[WHAT IS EXPECTED]
Scan the entries below for the word "CompletionsArgs". Copy each line that has it.

┌──

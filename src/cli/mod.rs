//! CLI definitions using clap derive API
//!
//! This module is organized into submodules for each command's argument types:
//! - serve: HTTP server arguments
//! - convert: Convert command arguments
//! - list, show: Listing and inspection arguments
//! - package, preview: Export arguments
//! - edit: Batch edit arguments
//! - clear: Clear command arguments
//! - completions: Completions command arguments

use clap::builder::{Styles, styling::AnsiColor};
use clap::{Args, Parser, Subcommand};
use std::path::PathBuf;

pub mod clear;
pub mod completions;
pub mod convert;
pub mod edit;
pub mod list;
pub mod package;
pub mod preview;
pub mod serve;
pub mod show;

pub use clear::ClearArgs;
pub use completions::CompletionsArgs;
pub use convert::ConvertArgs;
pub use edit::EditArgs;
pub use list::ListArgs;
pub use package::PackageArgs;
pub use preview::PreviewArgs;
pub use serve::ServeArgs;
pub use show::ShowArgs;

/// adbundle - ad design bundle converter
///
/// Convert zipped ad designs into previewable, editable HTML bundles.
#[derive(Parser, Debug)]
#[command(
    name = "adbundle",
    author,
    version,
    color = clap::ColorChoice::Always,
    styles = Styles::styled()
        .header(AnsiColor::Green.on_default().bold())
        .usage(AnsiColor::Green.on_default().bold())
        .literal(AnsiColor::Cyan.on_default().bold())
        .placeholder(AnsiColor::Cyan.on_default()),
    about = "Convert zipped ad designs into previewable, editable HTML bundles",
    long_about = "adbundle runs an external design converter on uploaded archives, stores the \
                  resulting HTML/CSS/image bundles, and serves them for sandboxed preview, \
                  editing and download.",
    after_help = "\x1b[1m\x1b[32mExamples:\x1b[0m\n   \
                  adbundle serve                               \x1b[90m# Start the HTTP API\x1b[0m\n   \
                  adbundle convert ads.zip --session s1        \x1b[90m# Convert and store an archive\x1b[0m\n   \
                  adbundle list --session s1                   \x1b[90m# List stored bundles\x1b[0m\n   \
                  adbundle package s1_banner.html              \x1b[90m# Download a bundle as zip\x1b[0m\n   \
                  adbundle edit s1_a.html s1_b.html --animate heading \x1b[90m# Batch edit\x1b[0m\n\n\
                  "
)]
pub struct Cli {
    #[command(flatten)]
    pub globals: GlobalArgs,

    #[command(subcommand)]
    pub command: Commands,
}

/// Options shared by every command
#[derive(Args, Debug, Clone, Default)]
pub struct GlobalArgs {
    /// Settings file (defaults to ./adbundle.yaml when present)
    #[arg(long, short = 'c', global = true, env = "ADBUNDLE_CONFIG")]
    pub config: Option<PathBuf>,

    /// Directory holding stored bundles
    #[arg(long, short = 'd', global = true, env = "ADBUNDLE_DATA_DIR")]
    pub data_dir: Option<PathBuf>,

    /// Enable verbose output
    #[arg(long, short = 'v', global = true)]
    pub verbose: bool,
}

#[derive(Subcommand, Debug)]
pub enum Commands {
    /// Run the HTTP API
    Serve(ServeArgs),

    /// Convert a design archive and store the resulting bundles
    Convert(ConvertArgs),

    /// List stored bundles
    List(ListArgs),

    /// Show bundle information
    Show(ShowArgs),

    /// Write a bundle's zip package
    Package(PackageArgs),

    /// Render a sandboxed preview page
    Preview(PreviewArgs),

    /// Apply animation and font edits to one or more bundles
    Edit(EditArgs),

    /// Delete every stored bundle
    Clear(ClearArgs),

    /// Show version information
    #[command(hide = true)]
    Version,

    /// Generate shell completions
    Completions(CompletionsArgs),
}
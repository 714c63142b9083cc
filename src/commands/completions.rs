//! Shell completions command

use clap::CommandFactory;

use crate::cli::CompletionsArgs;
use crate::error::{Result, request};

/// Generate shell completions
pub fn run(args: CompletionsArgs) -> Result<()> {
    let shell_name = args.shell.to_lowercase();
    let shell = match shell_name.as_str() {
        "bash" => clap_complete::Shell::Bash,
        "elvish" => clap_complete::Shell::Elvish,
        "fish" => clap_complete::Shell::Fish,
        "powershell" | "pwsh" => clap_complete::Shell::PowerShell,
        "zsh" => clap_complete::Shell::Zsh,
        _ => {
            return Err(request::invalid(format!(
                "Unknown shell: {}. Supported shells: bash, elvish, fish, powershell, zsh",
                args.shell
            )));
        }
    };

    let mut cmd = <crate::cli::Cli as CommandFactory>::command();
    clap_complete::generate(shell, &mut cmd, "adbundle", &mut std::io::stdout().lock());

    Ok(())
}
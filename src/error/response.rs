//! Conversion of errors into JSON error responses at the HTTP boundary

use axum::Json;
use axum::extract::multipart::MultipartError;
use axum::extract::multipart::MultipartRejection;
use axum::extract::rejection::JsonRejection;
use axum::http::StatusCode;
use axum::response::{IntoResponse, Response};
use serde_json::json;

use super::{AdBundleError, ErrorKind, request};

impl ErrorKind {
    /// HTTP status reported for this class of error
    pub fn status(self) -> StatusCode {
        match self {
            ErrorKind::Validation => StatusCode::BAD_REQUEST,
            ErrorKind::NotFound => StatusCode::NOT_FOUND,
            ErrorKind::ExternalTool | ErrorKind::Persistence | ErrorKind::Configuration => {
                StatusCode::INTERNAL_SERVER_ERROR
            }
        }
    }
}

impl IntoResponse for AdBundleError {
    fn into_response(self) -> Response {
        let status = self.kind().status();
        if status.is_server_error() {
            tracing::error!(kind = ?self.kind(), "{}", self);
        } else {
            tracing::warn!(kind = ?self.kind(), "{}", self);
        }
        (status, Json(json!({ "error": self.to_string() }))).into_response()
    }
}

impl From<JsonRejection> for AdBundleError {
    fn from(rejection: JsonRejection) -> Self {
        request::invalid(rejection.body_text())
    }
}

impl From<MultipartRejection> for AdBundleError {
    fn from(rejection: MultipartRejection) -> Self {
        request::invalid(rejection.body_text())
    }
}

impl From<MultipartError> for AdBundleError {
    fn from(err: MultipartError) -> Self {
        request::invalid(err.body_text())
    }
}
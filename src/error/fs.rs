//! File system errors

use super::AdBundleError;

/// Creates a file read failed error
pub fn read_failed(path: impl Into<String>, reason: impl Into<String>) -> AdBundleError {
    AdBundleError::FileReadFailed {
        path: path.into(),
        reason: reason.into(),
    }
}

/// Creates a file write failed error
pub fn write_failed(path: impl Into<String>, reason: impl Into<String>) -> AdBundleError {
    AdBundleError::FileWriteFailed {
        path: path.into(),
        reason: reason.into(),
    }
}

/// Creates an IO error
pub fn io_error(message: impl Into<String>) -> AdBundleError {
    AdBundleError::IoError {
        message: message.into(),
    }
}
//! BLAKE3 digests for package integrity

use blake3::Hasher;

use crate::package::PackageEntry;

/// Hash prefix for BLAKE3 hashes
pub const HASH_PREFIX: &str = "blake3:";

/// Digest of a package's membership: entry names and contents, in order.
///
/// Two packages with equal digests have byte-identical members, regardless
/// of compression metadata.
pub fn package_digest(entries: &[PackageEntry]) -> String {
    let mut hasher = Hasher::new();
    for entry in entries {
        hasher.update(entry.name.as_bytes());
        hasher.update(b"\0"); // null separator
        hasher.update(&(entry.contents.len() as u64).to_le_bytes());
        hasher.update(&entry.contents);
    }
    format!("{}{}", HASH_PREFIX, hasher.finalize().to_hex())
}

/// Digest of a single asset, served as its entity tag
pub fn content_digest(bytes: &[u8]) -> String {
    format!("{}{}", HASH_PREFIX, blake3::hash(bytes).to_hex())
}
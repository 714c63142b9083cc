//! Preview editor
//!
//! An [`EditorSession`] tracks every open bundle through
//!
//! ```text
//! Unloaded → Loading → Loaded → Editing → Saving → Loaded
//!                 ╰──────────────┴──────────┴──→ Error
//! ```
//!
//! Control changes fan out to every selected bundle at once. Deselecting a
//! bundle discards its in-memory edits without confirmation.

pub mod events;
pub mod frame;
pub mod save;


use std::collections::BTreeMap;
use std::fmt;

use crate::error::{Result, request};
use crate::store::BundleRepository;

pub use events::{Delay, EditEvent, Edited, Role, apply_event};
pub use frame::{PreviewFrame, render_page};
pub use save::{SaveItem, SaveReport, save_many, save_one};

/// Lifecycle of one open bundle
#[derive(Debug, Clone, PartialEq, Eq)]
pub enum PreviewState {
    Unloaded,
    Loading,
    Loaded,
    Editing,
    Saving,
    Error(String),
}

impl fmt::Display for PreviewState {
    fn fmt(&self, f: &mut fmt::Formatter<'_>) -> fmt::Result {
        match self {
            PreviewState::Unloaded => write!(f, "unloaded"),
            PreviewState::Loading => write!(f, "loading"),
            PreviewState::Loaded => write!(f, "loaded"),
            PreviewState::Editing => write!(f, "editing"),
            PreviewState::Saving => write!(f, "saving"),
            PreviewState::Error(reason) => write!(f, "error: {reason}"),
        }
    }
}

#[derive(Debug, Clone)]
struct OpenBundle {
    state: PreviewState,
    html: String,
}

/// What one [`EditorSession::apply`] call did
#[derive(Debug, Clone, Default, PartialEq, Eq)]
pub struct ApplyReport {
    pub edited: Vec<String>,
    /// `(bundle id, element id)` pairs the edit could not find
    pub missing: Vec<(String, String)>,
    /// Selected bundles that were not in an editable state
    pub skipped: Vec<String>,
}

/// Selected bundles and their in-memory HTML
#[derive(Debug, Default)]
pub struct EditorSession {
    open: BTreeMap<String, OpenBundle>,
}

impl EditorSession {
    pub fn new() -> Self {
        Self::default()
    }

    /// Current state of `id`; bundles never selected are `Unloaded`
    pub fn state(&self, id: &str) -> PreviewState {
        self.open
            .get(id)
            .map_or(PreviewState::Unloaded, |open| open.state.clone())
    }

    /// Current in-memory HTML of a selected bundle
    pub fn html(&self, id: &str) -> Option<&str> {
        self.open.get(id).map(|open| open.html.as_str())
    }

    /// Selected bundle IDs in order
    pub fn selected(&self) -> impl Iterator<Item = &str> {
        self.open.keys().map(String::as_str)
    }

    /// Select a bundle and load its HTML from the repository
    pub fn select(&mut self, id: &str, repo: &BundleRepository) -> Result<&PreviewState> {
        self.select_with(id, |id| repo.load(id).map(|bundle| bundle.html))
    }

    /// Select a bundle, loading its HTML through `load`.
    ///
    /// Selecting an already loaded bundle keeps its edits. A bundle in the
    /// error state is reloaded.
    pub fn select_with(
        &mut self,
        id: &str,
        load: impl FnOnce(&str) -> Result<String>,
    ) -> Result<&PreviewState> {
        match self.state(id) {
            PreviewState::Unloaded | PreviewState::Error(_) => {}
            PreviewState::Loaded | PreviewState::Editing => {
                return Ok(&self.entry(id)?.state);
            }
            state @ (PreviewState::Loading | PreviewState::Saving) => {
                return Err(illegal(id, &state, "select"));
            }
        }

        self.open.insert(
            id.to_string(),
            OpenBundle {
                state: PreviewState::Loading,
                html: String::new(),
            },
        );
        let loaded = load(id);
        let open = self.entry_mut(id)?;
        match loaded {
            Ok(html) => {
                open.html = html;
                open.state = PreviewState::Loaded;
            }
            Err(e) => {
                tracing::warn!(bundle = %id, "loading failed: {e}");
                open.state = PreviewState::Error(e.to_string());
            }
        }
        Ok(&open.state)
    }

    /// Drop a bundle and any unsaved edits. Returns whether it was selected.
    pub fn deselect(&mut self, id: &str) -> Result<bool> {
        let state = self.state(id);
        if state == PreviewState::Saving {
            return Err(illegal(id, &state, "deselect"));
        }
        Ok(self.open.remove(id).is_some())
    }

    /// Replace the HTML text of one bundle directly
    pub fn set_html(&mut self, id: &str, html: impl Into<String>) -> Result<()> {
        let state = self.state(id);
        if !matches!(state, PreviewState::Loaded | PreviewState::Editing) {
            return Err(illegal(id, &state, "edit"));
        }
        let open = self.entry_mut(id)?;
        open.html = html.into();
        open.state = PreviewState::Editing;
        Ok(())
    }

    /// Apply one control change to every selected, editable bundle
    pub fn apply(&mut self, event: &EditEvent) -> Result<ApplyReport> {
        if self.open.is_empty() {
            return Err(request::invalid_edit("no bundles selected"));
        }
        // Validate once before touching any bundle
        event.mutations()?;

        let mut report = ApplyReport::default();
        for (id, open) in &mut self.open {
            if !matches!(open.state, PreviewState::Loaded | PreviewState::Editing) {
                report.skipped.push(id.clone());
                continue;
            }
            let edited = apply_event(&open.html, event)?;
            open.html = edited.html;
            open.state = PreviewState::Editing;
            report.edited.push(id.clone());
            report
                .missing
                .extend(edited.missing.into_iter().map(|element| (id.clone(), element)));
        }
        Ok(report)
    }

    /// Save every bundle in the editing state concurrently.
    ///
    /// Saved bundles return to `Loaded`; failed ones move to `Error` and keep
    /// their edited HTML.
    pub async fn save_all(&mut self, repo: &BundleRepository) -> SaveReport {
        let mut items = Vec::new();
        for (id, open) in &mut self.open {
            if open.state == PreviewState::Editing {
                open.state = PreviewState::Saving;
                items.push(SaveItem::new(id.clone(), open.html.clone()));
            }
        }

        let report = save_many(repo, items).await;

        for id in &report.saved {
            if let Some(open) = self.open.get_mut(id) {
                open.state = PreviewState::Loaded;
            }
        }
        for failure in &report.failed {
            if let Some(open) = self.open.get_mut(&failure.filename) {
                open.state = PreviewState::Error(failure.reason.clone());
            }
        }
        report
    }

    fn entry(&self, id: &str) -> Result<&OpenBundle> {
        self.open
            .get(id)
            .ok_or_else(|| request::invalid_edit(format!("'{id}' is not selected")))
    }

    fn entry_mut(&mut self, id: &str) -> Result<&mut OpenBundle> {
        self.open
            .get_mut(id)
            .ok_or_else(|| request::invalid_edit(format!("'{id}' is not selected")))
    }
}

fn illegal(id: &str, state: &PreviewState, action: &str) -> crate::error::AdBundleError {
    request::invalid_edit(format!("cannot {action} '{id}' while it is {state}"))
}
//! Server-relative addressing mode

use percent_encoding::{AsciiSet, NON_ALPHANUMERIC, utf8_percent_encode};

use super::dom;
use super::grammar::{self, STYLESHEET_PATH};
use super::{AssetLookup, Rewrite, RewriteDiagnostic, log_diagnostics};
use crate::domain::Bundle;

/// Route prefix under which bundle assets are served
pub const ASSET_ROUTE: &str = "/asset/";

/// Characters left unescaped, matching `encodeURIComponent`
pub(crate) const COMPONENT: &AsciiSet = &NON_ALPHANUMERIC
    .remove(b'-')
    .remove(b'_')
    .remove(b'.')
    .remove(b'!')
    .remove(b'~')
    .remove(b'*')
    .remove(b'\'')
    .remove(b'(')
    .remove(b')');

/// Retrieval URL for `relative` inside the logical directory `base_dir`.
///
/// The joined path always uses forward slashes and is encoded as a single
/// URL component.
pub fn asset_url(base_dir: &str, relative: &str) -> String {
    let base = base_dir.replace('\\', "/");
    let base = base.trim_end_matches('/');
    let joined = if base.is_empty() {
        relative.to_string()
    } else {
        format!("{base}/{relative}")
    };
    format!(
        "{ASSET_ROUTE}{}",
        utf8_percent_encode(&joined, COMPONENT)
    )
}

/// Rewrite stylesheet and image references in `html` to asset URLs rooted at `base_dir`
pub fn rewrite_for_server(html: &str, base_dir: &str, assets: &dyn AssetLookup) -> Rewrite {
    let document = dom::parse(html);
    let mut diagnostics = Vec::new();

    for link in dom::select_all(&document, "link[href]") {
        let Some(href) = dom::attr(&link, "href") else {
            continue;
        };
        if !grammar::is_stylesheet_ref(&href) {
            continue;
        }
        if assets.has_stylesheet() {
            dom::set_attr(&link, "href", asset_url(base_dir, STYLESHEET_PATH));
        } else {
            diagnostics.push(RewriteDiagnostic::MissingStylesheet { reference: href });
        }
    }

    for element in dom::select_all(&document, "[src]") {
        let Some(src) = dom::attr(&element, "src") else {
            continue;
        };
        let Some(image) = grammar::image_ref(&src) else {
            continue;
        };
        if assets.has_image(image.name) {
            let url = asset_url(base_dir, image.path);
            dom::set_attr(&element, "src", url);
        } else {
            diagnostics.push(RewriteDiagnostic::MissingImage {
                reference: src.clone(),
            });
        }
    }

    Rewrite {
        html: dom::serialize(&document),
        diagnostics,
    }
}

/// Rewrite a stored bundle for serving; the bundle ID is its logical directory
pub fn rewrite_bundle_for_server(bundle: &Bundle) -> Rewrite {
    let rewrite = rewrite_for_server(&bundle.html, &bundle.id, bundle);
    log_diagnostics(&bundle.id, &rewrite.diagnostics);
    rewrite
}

└──

[WRITTEN SOLUTION]
pub use completions::CompletionsArgs;
    Completions(CompletionsArgs),
use crate::cli::CompletionsArgs;
pub fn run(args: CompletionsArgs) -> Result<()> {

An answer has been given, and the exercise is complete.